TASK DETAILS ▸ Using the data that follows, state the number of lines holding the word "codes", and give no other output.

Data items
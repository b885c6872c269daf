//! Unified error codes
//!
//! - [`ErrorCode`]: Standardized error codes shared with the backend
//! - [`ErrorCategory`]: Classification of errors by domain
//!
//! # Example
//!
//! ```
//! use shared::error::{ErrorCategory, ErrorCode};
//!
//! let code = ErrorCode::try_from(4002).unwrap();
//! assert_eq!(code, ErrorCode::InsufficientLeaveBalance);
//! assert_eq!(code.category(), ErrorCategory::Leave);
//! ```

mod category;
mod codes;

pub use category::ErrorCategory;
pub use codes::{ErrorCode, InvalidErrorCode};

...

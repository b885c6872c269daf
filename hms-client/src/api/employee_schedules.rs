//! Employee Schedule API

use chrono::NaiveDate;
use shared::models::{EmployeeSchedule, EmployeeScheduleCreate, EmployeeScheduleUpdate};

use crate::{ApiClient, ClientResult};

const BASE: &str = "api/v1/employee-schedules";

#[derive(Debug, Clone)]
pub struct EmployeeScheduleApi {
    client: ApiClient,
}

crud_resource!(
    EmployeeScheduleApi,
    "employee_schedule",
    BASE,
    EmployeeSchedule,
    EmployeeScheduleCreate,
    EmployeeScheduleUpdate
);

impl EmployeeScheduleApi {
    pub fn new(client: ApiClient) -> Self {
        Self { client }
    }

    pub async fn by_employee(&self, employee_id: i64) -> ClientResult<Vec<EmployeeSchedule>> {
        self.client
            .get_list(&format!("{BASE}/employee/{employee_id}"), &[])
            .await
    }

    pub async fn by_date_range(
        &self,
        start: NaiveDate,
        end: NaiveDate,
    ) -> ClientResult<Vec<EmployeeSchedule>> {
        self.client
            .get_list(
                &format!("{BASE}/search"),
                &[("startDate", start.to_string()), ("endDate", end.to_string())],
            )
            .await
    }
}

ANSWER FOR THIS EXERCISE ▸ 4